Résiste dignement à cette hystérie une femme qui dit des textes qu’on imagine être ceux du comité invisible. On en entend juste des bribes au milieu de la cacophonie. Mais malgré quelques essais, le moderne Trissotin n’arrive pas à les faire entrer dans sa machine à laver la parole. Pas recyclables ! La femme qui les profère est loin pourtant de représenter un retour de l’humain sur le plateau. Froide, comme absente, elle laisse les mots sortir de sa bouche presque automatiquement. Ainsi, les deux discours qui devraient sembler opposés, celui du « coach » et celui de la femme solitaire du comité invisible, dégagent en fait une même violence.
A la fin, retour à Gorki, où la grève a pris forme, les ouvriers se sont regroupés. On les retrouve dans une manifestation de rue pour un face-à-face avec l’armée , où la mère se trouve au premier rang des grévistes.
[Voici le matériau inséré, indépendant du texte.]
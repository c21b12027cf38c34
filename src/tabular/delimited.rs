use crate::error::ReportError;
use crate::tabular::Table;
use crate::tabular::Value;
use csv::ReaderBuilder;
use csv::Trim;
use std::io::Read;
use std::path::Path;

/// Reads a comma-separated file whose first record is the header row.
pub(crate) fn read_csv(path: &Path) -> Result<Table, ReportError> {
    let file = std::fs::File::open(path)?;
    let name = path
        .file_name()
        .map(|name| name.to_string_lossy().to_string())
        .unwrap_or_default();
    read_from(&name, file)
}

pub(crate) fn read_from<R: Read>(name: &str, source: R) -> Result<Table, ReportError> {
    let mut reader = ReaderBuilder::new()
        .has_headers(true)
        .flexible(true)
        .trim(Trim::Headers)
        .from_reader(source);
    let headers = reader
        .headers()?
        .iter()
        .map(|header| header.trim_start_matches('\u{feff}').to_owned())
        .collect();
    let mut table = Table::new(name, headers);
    for record in reader.records() {
        let record = record?;
        if record.iter().all(|field| field.trim().is_empty()) {
            continue;
        }
        table.push(record.iter().map(Value::parse).collect());
    }
    Ok(table)
}

#[cfg(test)]
mod tests {
    use super::*;

    #[test]
    fn reads_header_and_typed_values() {
        let data = "\u{feff}client_name,week_start_date,weekly_login_users\nAcme,2026-02-02,120\nBeta,2026-02-09,\n\n";
        let table = read_from("login.csv", data.as_bytes()).unwrap();
        assert_eq!(table.headers(), &["client_name", "week_start_date", "weekly_login_users"]);
        assert_eq!(table.len(), 2);
        assert_eq!(table.get(0, "weekly_login_users"), Some(&Value::Number(120.0)));
        assert_eq!(table.get(1, "weekly_login_users"), Some(&Value::Empty));
        assert_eq!(table.get(1, "week_start_date"), Some(&Value::Text("2026-02-09".to_owned())));
    }

    #[test]
    fn short_records_are_padded() {
        let table = read_from("x.csv", "a,b,c\n1,2\n".as_bytes()).unwrap();
        assert_eq!(table.rows[0], vec![Value::Number(1.0), Value::Number(2.0), Value::Empty]);
    }
}
impl XmlElement {
    pub(crate) fn new(name: &str) -> XmlElement {
        XmlElement {
            name: name.to_owned(),
            attributes: Vec::new(),
            children: Vec::new(),
        }
    }

    /// Builder-style attribute setter
    pub(crate) fn with_attribute(mut self, key: &str, value: &str) -> XmlElement {
        self.set_attribute(key, value);
        self
    }

    /// Builder-style child appender
    pub(crate) fn with_child(mut self, child: XmlElement) -> XmlElement {
        self.children.push(XmlNode::Element(child));
        self
    }

    /// Builder-style text appender
    pub(crate) fn with_text(mut self, text: &str) -> XmlElement {
        self.children.push(XmlNode::Text(text.to_owned()));
        self
    }

    pub(crate) fn local_name(&self) -> &str {
        local_name(&self.name)
    }

    pub(crate) fn is(&self, local: &str) -> bool {
        self.local_name() == local
    }

    /// Gets an attribute by its qualified name, or by local name when no exact match exists
    pub(crate) fn attribute(&self, key: &str) -> Option<&str> {
        self.attributes
            .iter()
            .find(|(name, _)| name == key)
            .or_else(|| self.attributes.iter().find(|(name, _)| local_name(name) == key))
            .map(|(_, value)| value.as_str())
    }

    pub(crate) fn parse_attribute<T: FromStr>(&self, key: &str) -> Option<T> {
        self.attribute(key).and_then(|value| value.parse().ok())
    }

    pub(crate) fn set_attribute(&mut self, key: &str, value: &str) {
        match self.attributes.iter_mut().find(|(name, _)| name == key) {
            Some((_, existing)) => *existing = value.to_owned(),
            None => self.attributes.push((key.to_owned(), value.to_owned())),
        }
    }

    pub(crate) fn remove_attribute(&mut self, key: &str) {
        self.attributes.retain(|(name, _)| name != key);
    }

    /// Iterates over child elements, skipping text nodes
    pub(crate) fn elements(&self) -> impl Iterator<Item = &XmlElement> {
        self.children.iter().filter_map(|node| match node {
            XmlNode::Element(element) => Some(element),
            XmlNode::Text(_) => None,
        })
    }

    pub(crate) fn elements_mut(&mut self) -> impl Iterator<Item = &mut XmlElement> {
        self.children.iter_mut().filter_map(|node| match node {
            XmlNode::Element(element) => Some(element),
            XmlNode::Text(_) => None,
        })
    }

    /// First direct child with the given local name
    pub(crate) fn child(&self, local: &str) -> Option<&XmlElement> {
        self.elements().find(|element| element.is(local))
    }

    pub(crate) fn child_mut(&mut self, local: &str) -> Option<&mut XmlElement> {
        self.elements_mut().find(|element| element.is(local))
    }

    /// Direct children with the given local name
    pub(crate) fn children_named<'a>(&'a self, local: &'a str) -> impl Iterator<Item = &'a XmlElement> + 'a {
        self.elements().filter(move |element| element.is(local))
    }

    pub(crate) fn children_named_mut<'a>(&'a mut self, local: &'a str) -> impl Iterator<Item = &'a mut XmlElement> + 'a {
        self.elements_mut().filter(move |element| element.is(local))
    }

    /// Follows a path of local names through first-match children
    pub(crate) fn path(&self, locals: &[&str]) -> Option<&XmlElement> {
        locals.iter().try_fold(self, |element, local| element.child(local))
    }

    pub(crate) fn path_mut(&mut self, locals: &[&str]) -> Option<&mut XmlElement> {
        let mut element = self;
        for local in locals {
            element = element.child_mut(local)?;
        }
        Some(element)
    }

    /// Depth-first search for the first descendant with the given local name
    pub(crate) fn find(&self, local: &str) -> Option<&XmlElement> {
        for element in self.elements() {
            if element.is(local) {
                return Some(element);
            }
            if let Some(found) = element.find(local) {
                return Some(found);
            }
        }
        None
    }

    pub(crate) fn find_mut(&mut self, local: &str) -> Option<&mut XmlElement> {
        for element in self.elements_mut() {
            if element.is(local) {
                return Some(element);
            }
            if let Some(found) = element.find_mut(local) {
                return Some(found);
            }
        }
        None
    }

    /// All descendants with the given local name in document order
    pub(crate) fn descendants<'a>(&'a self, local: &str, found: &mut Vec<&'a XmlElement>) {
        for element in self.elements() {
            if element.is(local) {
                found.push(element);
            }
            element.descendants(local, found);
        }
    }

    /// Whether any descendant (or self) carries an attribute with the given local name
    pub(crate) fn any_attribute(&self, local: &str) -> bool {
        self.attributes.iter().any(|(name, _)| local_name(name) == local)
            || self.elements().any(|element| element.any_attribute(local))
    }

    /// Concatenated text of this element and all descendants
    pub(crate) fn text(&self) -> String {
        let mut text = String::new();
        self.collect_text(&mut text);
        text
    }

    fn collect_text(&self, text: &mut String) {
        for node in &self.children {
            match node {
                XmlNode::Text(value) => text.push_str(value),
                XmlNode::Element(element) => element.collect_text(text),
            }
        }
    }

    /// Replaces all children with a single text node
    pub(crate) fn set_text(&mut self, text: &str) {
        self.children.clear();
        if !text.is_empty() {
            self.children.push(XmlNode::Text(text.to_owned()));
        }
    }

    pub(crate) fn push(&mut self, child: XmlElement) {
        self.children.push(XmlNode::Element(child));
    }

    /// Inserts an element before the `index`-th child element (not node)
    pub(crate) fn insert_element(&mut self, index: usize, child: XmlElement) {
        let position = self
            .children
            .iter()
            .enumerate()
            .filter(|(_, node)| matches!(node, XmlNode::Element(_)))
            .nth(index)
            .map(|(position, _)| position)
            .unwrap_or(self.children.len());
        self.children.insert(position, XmlNode::Element(child));
    }

    /// Removes direct child elements matching the predicate, returning how many were removed
    pub(crate) fn remove_elements<F>(&mut self, predicate: F) -> usize
    where
        F: Fn(&XmlElement) -> bool,
    {
        let before = self.children.len();
        self.children.retain(|node| match node {
            XmlNode::Element(element) => !predicate(element),
            XmlNode::Text(_) => true,
        });
        before - self.children.len()
    }

    /// Gets the first child with the given local name, creating it at `index` when absent
    pub(crate) fn ensure_child(&mut self, qualified: &str, index: usize) -> &mut XmlElement {
        let local = local_name(qualified).to_owned();
        if self.child(&local).is_none() {
            self.insert_element(index, XmlElement::new(qualified));
        }
        self.child_mut(&local).expect("child inserted above")
    }

    fn write<W: std::io::Write>(&self, writer: &mut Writer<W>) -> Result<(), ReportError> {
        let mut start = BytesStart::new(self.name.as_str());
        for (key, value) in &self.attributes {
            start.push_attribute((key.as_str(), value.as_str()));
        }
        if self.children.is_empty() {
            writer.write_event(Event::Empty(start))?;
            return Ok(());
        }
        writer.write_event(Event::Start(start))?;
        for node in &self.children {
            match node {
                XmlNode::Text(text) => writer.write_event(Event::Text(BytesText::new(text)))?,
                XmlNode::Element(element) => element.write(writer)?,
            }
        }
        writer.write_event(Event::End(BytesEnd::new(self.name.as_str())))?;
        Ok(())
    }
}
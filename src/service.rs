use crate::errors::ApiError;
use crate::registry::{Registry, UploadRecord, UploadStatus};
use crate::storage::{Storage, StoredFile, storage_key, validate_filename};
use axum::body::Bytes;
use mime::Mime;
use serde::Serialize;
use std::sync::Arc;
use uuid::Uuid;

/// A single file as received from the client.
#[derive(Debug)]
pub struct Upload {
    pub filename: String,
    /// Content type exactly as the client declared it.
    pub content_type: Option<String>,
    pub bytes: Bytes,
}

#[derive(Debug, Clone, Serialize)]
pub struct UploadReceipt {
    pub file_id: String,
    pub filename: String,
}

/// Accepts image uploads and answers status and retrieval lookups.
///
/// Owns the registry and the byte storage backend; handlers reach it through a
/// shared `Arc<UploadService>`.
pub struct UploadService {
    registry: Registry,
    storage: Arc<dyn Storage>,
}

impl UploadService {
    pub fn new(storage: Arc<dyn Storage>) -> Self {
        Self {
            registry: Registry::new(),
            storage,
        }
    }

    pub async fn upload(&self, upload: Upload) -> Result<UploadReceipt, ApiError> {
        // Prefix match on the raw header, before parsing normalises case.
        let content_type: Mime = match upload.content_type.as_deref() {
            Some(ct) if ct.starts_with("image/") => {
                ct.parse().unwrap_or(mime::APPLICATION_OCTET_STREAM)
            }
            _ => {
                return Err(ApiError::BadRequest(
                    "Only image files are allowed.".to_string(),
                ));
            }
        };
        validate_filename(&upload.filename)?;

        let file_id = Uuid::new_v4().to_string();
        let key = storage_key(&file_id, &upload.filename);
        let len = upload.bytes.len();

        self.storage.write(&key, upload.bytes).await?;

        self.registry
            .insert(UploadRecord {
                id: file_id.clone(),
                filename: upload.filename.clone(),
                content_type,
                status: UploadStatus::Uploaded,
            })
            .await;

        tracing::info!(%file_id, filename = %upload.filename, len, "upload accepted");

        Ok(UploadReceipt {
            file_id,
            filename: upload.filename,
        })
    }

    /// Registry lookup only; the backing bytes are not checked.
    pub async fn status(&self, file_id: &str) -> Result<UploadRecord, ApiError> {
        tracing::debug!(%file_id, "status lookup");
        self.registry.get(file_id).await.ok_or(ApiError::NotFound)
    }

    pub async fn retrieve(&self, file_id: &str) -> Result<(UploadRecord, StoredFile), ApiError> {
        let record = self.registry.get(file_id).await.ok_or(ApiError::NotFound)?;
        let key = storage_key(&record.id, &record.filename);

        if !self.storage.exists(&key).await? {
            tracing::warn!(%file_id, %key, "registry entry has no stored bytes");
            return Err(ApiError::NotFoundOnDisk);
        }

        let file = self.storage.open(&key).await?;
        Ok((record, file))
    }
}

#[cfg(test)]
mod tests {
    use super::*;
    use crate::storage::{InMemoryStorage, LocalFileStorage};
    use async_trait::async_trait;
    use std::collections::HashSet;
    use tempfile::TempDir;

    fn png(filename: &str, bytes: &'static [u8]) -> Upload {
        Upload {
            filename: filename.to_string(),
            content_type: Some("image/png".to_string()),
            bytes: Bytes::from_static(bytes),
        }
    }

    async fn body_of(file: StoredFile) -> Vec<u8> {
        axum::body::to_bytes(file.body, usize::MAX)
            .await
            .unwrap()
            .to_vec()
    }

    #[tokio::test]
    async fn upload_status_retrieve() {
        let dir = TempDir::new().unwrap();
        let storage = LocalFileStorage::new(dir.path().to_path_buf()).unwrap();
        let service = UploadService::new(Arc::new(storage));

        let receipt = service.upload(png("cat.png", b"0123456789")).await.unwrap();
        assert_eq!(receipt.filename, "cat.png");
        assert_eq!(receipt.file_id.len(), 36);
        assert!(
            dir.path()
                .join(format!("{}_cat.png", receipt.file_id))
                .is_file()
        );

        let record = service.status(&receipt.file_id).await.unwrap();
        assert_eq!(record.filename, "cat.png");
        assert_eq!(record.status, UploadStatus::Uploaded);

        let (record, file) = service.retrieve(&receipt.file_id).await.unwrap();
        assert_eq!(record.content_type, mime::IMAGE_PNG);
        assert_eq!(body_of(file).await, b"0123456789");
    }

    #[tokio::test]
    async fn identifiers_are_unique() {
        let service = UploadService::new(Arc::new(InMemoryStorage::new()));

        let mut ids = HashSet::new();
        for _ in 0..100 {
            let receipt = service.upload(png("same.png", b"x")).await.unwrap();
            assert!(ids.insert(receipt.file_id));
        }
        assert_eq!(service.registry.len().await, 100);
    }

    #[tokio::test]
    async fn non_image_is_rejected_without_side_effects() {
        let dir = TempDir::new().unwrap();
        let storage = LocalFileStorage::new(dir.path().to_path_buf()).unwrap();
        let service = UploadService::new(Arc::new(storage));

        for content_type in [
            Some("text/plain"),
            Some("application/octet-stream"),
            Some("IMAGE/PNG"),
            Some("image"),
            None,
        ] {
            let result = service
                .upload(Upload {
                    filename: "notes.txt".to_string(),
                    content_type: content_type.map(str::to_string),
                    bytes: Bytes::from_static(b"hello"),
                })
                .await;
            assert!(matches!(result, Err(ApiError::BadRequest(_))));
        }

        assert!(service.registry.is_empty().await);
        assert_eq!(std::fs::read_dir(dir.path()).unwrap().count(), 0);
    }

    /// Storage whose writes always fail, as a full disk would.
    struct FailingStorage;

    #[async_trait]
    impl Storage for FailingStorage {
        async fn write(&self, _key: &str, _bytes: Bytes) -> Result<(), ApiError> {
            Err(ApiError::Internal)
        }

        async fn open(&self, _key: &str) -> Result<StoredFile, ApiError> {
            Err(ApiError::NotFoundOnDisk)
        }

        async fn exists(&self, _key: &str) -> Result<bool, ApiError> {
            Ok(false)
        }
    }

    #[tokio::test]
    async fn failed_write_registers_nothing() {
        let service = UploadService::new(Arc::new(FailingStorage));

        let result = service.upload(png("cat.png", b"0123456789")).await;

        assert!(matches!(result, Err(ApiError::Internal)));
        assert!(service.registry.is_empty().await);
    }

    #[tokio::test]
    async fn unusual_image_subtypes_are_accepted() {
        let service = UploadService::new(Arc::new(InMemoryStorage::new()));

        for content_type in ["image/svg+xml", "image/x-custom; q=1", "image/"] {
            let receipt = service
                .upload(Upload {
                    filename: "pic.img".to_string(),
                    content_type: Some(content_type.to_string()),
                    bytes: Bytes::from_static(b"x"),
                })
                .await
                .unwrap();
            assert!(service.status(&receipt.file_id).await.is_ok(), "{content_type}");
        }
    }

    #[tokio::test]
    async fn dotted_filename_is_kept_verbatim() {
        let service = UploadService::new(Arc::new(InMemoryStorage::new()));

        let receipt = service
            .upload(png("holiday..final.png", b"x"))
            .await
            .unwrap();

        assert_eq!(receipt.filename, "holiday..final.png");
        let record = service.status(&receipt.file_id).await.unwrap();
        assert_eq!(record.filename, "holiday..final.png");
    }

    #[tokio::test]
    async fn traversal_filename_is_rejected() {
        let service = UploadService::new(Arc::new(InMemoryStorage::new()));

        let result = service.upload(png("../../escape.png", b"x")).await;

        assert!(matches!(result, Err(ApiError::BadRequest(_))));
        assert!(service.registry.is_empty().await);
    }

    #[tokio::test]
    async fn unknown_id_is_not_found() {
        let service = UploadService::new(Arc::new(InMemoryStorage::new()));

        assert!(matches!(
            service.status("does-not-exist").await,
            Err(ApiError::NotFound)
        ));
        assert!(matches!(
            service.retrieve("does-not-exist").await,
            Err(ApiError::NotFound)
        ));
    }

    #[tokio::test]
    async fn orphaned_record_is_not_found_on_disk() {
        let storage = InMemoryStorage::new();
        let service = UploadService::new(Arc::new(storage.clone()));

        let receipt = service.upload(png("cat.png", b"meow")).await.unwrap();
        storage
            .remove(&storage_key(&receipt.file_id, "cat.png"))
            .await
            .unwrap();

        // Status still answers from the registry alone.
        assert!(service.status(&receipt.file_id).await.is_ok());
        assert!(matches!(
            service.retrieve(&receipt.file_id).await,
            Err(ApiError::NotFoundOnDisk)
        ));
    }
}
Et nous revoici, nous, face à nos questions d’aujourd’hui, ici et dans le monde.
Un spectacle bien composé, et bien joué, tout à fait passionnant dans une mise en scène rigoureuse. On sent un collectif qui a une vraie démarche, respectueuse du public, qui donne envie de la partager et de la suivre.


Evelyne Loew

Festival Impatience au Théâtre de l’Odéon les 26 et 27 juin puis  au Forum du Blanc-Mesnil, du 10 au 15 décembre.